Opinión | Verdiales
Si alguna vez muero
En Andalucía hay más de 2.000 mujeres víctimas de un sistema sanitario a su vez víctima del Gobierno de una autonomía que ha tardado año y medio en reaccionar ante la tragedia de los retrasos en el cribado del cáncer de mama

El presidente de Andalucía, Juanma Moreno Bonilla, en un hospital de Torremolinos (Málaga). / Carlos Díaz
En algún momento del año 1945, a Roland Barthes le hicieron un neumotórax extrapleural en la localidad suiza de Leysin. Los médicos que se lo practicaron le quitaron un trozo de costilla que luego le devolvieron envuelto en una gasa. "Proclamaban así que mi cuerpo me pertenece, sea cual fuere el estado desmembrado en que me lo devuelvan: soy el dueño de mis huesos, tanto en vida como muerto", escribe el autor en 'Roland Barthes por Roland Barthes', un libro extraordinario en cuyas páginas se autorretrata mediante fragmentos que repasan su vida y su obra.

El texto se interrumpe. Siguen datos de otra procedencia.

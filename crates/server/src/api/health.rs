use axum::Json;
use serde::Serialize;

#[derive(Serialize, utoipa::ToSchema)]
pub struct HealthResponse {
    pub status: &'static str,
    pub version: &'static str,
}

/// Liveness only; catalog readiness is on `/status`.
#[utoipa::path(
    get,
    path = "/health",
    tag = "Health",
    responses((status = 200, description = "Process is up", body = HealthResponse))
)]
pub async fn health() -> Json<HealthResponse> {
    Json(HealthResponse {
        status: "ok",
        version: env!("CARGO_PKG_VERSION"),
    })
}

Durante largo tiempo, guardó en un cajón, junto a otros "objetos preciosos" de su pasado como una libreta escolar, llaves viejas, el tarjetero de tafetán rosado de su abuela B o un carnet de baile, ese "pedazo de mí mismo", como lo denomina. Barthes no sabía qué otra cosa hacer, pues no se atrevía a deshacerse de él "por temor a atentar contra mi persona".
Hasta que un día comprendió que la función de todo cajón es "aclimatar la muerte de los objetos haciéndolos pasar por una suerte de lugar piadoso, de capilla polvorienta donde, con el pretexto de conservarlos vivos, se les proporciona un tiempo decente de mustia agonía". Fue entonces cuando decidió arrojar por el balcón de su casa el pedazo de costilla con la gasa, "como si dispersase románticamente mis propias cenizas".
Eso hizo una vez con su cuerpo Barthes. Así lo describe, con esas palabras, en esa entrada de ese libro, aunque yo lo descubro en otro, 'Escribir como si ya hubieras muerto', que recoge las tentativas de Kate Zambreno de completar un ensayo sobre 'Al amigo que no me salvó la vida', novela en la que el escritor y fotógrafo francés Hervé Guibert documentó su padecimiento tras contraer el sida, enfermedad que también causó la muerte de su amigo y mentor Michel Foucault, al que en esa obra convierte en el personaje de Muzil.
La lectura de todos ellos a través de Zambreno, de la que nunca me cansaré de recomendar 'Mi libro madre, mi libro monstruo', un texto luminoso sobre la pérdida y la orfandad, coincide en mi tiempo con una tragedia ajena que, sin embargo, vivo casi como propia, la de las más de dos mil mujeres a las que los hospitales y centros de salud andaluces no han comunicado los resultados de sus mamografías, retrasos que podrían tener, si no las han tenido ya, consecuencias catastróficas en los diagnósticos del cáncer de mama.
Acompaso el padecimiento, la soledad, el miedo, el agotamiento y la debilidad de Zambreno, de Guibert y de otros artistas citados por la escritora en ese libro fabuloso con el de todas esas mujeres, víctimas de un sistema sanitario a su vez víctima del Gobierno de una autonomía en la que hay 44 hospitales privados y que, pese a la gravedad de los hechos, ha tardado año y medio, el tiempo transcurrido desde que se conocieron los primeros casos, en reaccionar y depurar responsabilidades (el miércoles, a última hora de la tarde, el presidente Moreno Bonilla anunció la dimisión de la consejera de Sanidad y Consumo, Rocío Hernández, la misma que cuando saltó la noticia habló de "tres o cuatro" afectadas).
Y me acuerdo de Belén, del día que me llamó para contarme que tenía cáncer de mama, de su defensa de la sanidad pública, de su confianza en ella, de su alegría contagiosa, de su sonrisa permanente, del último día que la vi sin saber que sería el último, de lo mucho que le gustaban los poemas de Pedro Casariego Córdoba: "Si alguna vez muero quiero azaleas encima de mí, quiero una ausencia de cruces, azaleas encima de mí, si alguna vez vivo quiero azaleas para mis brazos, quiero agua para las flores, estrellas encima de mí".